Four months. A third of a year. That’s how long I’ve just spent in hospital. When I went in in October I didn’t dream I’d still be there in February.
Hospital is a totally artificial environment. Days are structured by meal times and med times. You have to live relatively closely with 23 other patients, some of whom are very actively unwell, and some of whom (as with the general population) are just well dodgy. You learn who to be wary of, and who to trust.
Inevitably you form relationships with other patients. The important thing is to ensure that they’re healthy relationships. Which is hard when you’re all acutely unwell. Still, I made some lasting friendships, for which I’m hugely grateful.

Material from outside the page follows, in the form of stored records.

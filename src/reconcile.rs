use crate::error::BranchscopeError;
use crate::form::FieldTuple;
use crate::lookup::{self, LookupResult};
use serde_json::Value;

#[derive(Debug, Clone, Copy, PartialEq, Eq)]
pub enum FetchStatus {
    Idle,
    Loading,
    Settled,
}

/// A lookup the caller must run; its generation tags the completion.
#[derive(Debug, Clone, PartialEq, Eq)]
pub struct FetchTicket {
    pub generation: u64,
    pub tuple: FieldTuple,
}

#[derive(Debug, Default)]
pub struct Reconciler {
    generation: u64,
    issued: Option<FieldTuple>,
    loading: bool,
    result: Option<LookupResult>,
}

impl Reconciler {
    pub fn new() -> Self {
        Self::default()
    }

    pub fn status(&self) -> FetchStatus {
        if self.loading {
            FetchStatus::Loading
        } else if self.result.is_some() {
            FetchStatus::Settled
        } else {
            FetchStatus::Idle
        }
    }

    pub fn result(&self) -> Option<&LookupResult> {
        self.result.as_ref()
    }

    /// The tuple behind the current lookup, which may differ from the form.
    pub fn issued(&self) -> Option<&FieldTuple> {
        self.issued.as_ref()
    }

    pub fn on_tuple_change(&mut self, tuple: &FieldTuple) -> Option<FetchTicket> {
        if !tuple.is_complete() {
            return None;
        }
        // Compared with the last issued tuple, so returning to it after an
        // incomplete edit does not re-issue.
        if self.issued.as_ref() == Some(tuple) {
            return None;
        }

        self.generation += 1;
        self.issued = Some(tuple.clone());
        self.loading = true;
        self.result = None;

        tracing::info!(
            generation = self.generation,
            repo = %tuple.repo_path(),
            branch = %tuple.branch,
            "Issuing lookup"
        );

        Some(FetchTicket {
            generation: self.generation,
            tuple: tuple.clone(),
        })
    }

    /// Returns `false` when the completion belongs to a superseded lookup.
    pub fn settle(
        &mut self,
        generation: u64,
        outcome: std::result::Result<Value, BranchscopeError>,
    ) -> bool {
        if generation != self.generation {
            tracing::debug!(
                generation,
                current = self.generation,
                "Discarding stale lookup result"
            );
            return false;
        }

        let result = match outcome {
            Ok(payload) => lookup::classify(&payload),
            Err(e) => {
                tracing::error!(generation, error = %e, "Lookup failed");
                LookupResult::Transport(e.to_string())
            }
        };

        if let LookupResult::Unrecognized(ref detail) = result {
            tracing::warn!(generation, detail = %detail, "Unrecognized lookup payload");
        }

        self.loading = false;
        self.result = Some(result);
        true
    }
}

#[cfg(test)]
mod tests {
    use super::*;
    use crate::test_utils::complete_tuple;
    use serde_json::json;

    #[test]
    fn incomplete_tuple_stays_idle() {
        let mut rec = Reconciler::new();
        let mut tuple = complete_tuple();
        tuple.branch.clear();
        assert_eq!(rec.on_tuple_change(&tuple), None);
        assert_eq!(rec.status(), FetchStatus::Idle);

        tuple = FieldTuple::default();
        assert_eq!(rec.on_tuple_change(&tuple), None);
        assert_eq!(rec.status(), FetchStatus::Idle);
    }

    #[test]
    fn complete_tuple_issues_once() {
        let mut rec = Reconciler::new();
        let tuple = complete_tuple();
        let ticket = rec.on_tuple_change(&tuple).expect("ticket");
        assert_eq!(ticket.generation, 1);
        assert_eq!(ticket.tuple, tuple);
        assert_eq!(rec.status(), FetchStatus::Loading);

        assert_eq!(rec.on_tuple_change(&tuple.clone()), None);
        rec.settle(ticket.generation, Ok(json!({ "Error": "nope" })));
        assert_eq!(rec.on_tuple_change(&tuple), None);
        assert_eq!(rec.status(), FetchStatus::Settled);
    }

    #[test]
    fn issued_tuple_ignores_incomplete_edits() {
        let mut rec = Reconciler::new();
        assert_eq!(rec.issued(), None);
        let tuple = complete_tuple();
        rec.on_tuple_change(&tuple).unwrap();

        let mut edited = tuple.clone();
        edited.owner.clear();
        edited.branch = "dev".to_string();
        assert_eq!(rec.on_tuple_change(&edited), None);
        assert_eq!(rec.issued(), Some(&tuple));
    }

    #[test]
    fn changed_tuple_issues_again() {
        let mut rec = Reconciler::new();
        let mut tuple = complete_tuple();
        rec.on_tuple_change(&tuple).unwrap();
        tuple.branch = "dev".to_string();
        let ticket = rec.on_tuple_change(&tuple).expect("second ticket");
        assert_eq!(ticket.generation, 2);
    }

    #[test]
    fn rejection_still_settles() {
        let mut rec = Reconciler::new();
        let ticket = rec.on_tuple_change(&complete_tuple()).unwrap();
        let applied = rec.settle(
            ticket.generation,
            Err(BranchscopeError::Transport("connection reset".into())),
        );
        assert!(applied);
        assert_eq!(rec.status(), FetchStatus::Settled);
        assert_eq!(
            rec.result(),
            Some(&LookupResult::Transport(
                "transport error: connection reset".into()
            ))
        );
    }

    #[test]
    fn stale_completion_is_discarded() {
        let mut rec = Reconciler::new();
        let mut tuple = complete_tuple();
        let first = rec.on_tuple_change(&tuple).unwrap();
        tuple.repo = "cargo".to_string();
        let second = rec.on_tuple_change(&tuple).unwrap();

        assert!(rec.settle(second.generation, Ok(json!({ "Error": "second" }))));
        assert!(!rec.settle(first.generation, Ok(json!({ "Error": "first" }))));
        assert_eq!(
            rec.result(),
            Some(&LookupResult::GraphqlError("second".into()))
        );
    }

    #[test]
    fn stale_completion_does_not_end_loading() {
        let mut rec = Reconciler::new();
        let mut tuple = complete_tuple();
        let first = rec.on_tuple_change(&tuple).unwrap();
        tuple.owner = "tokio-rs".to_string();
        rec.on_tuple_change(&tuple).unwrap();

        rec.settle(first.generation, Ok(json!({ "Error": "old" })));
        assert_eq!(rec.status(), FetchStatus::Loading);
        assert_eq!(rec.result(), None);
    }

    #[test]
    fn malformed_payload_settles_as_unrecognized() {
        let mut rec = Reconciler::new();
        let ticket = rec.on_tuple_change(&complete_tuple()).unwrap();
        rec.settle(ticket.generation, Ok(json!("surprise")));
        assert!(matches!(rec.result(), Some(LookupResult::Unrecognized(_))));
    }
}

I felt a lot safer in hospital than I do at home, but I’ve come to realise that it’s all a construct – a holding place and some breathing space until you feel well enough to take on that fight again. I’m not sure I am well enough – I’ve already had a trip to A&E since I was discharged – but I’m also not sure that more time in hospital is the answer. What is? Who knows?
It’s certainly not the Crisis Team, who after promising the ‘intensive support’, have come up short once again. Am I surprised? No. Disappointed? Yes.
Maybe the answer is to just accept that I won’t be safe for the foreseeable future, and plod on, dealing with catastrophes as and when they arise. Gosh, that’s a cheery prospect, isn’t it?! But realistic, I think.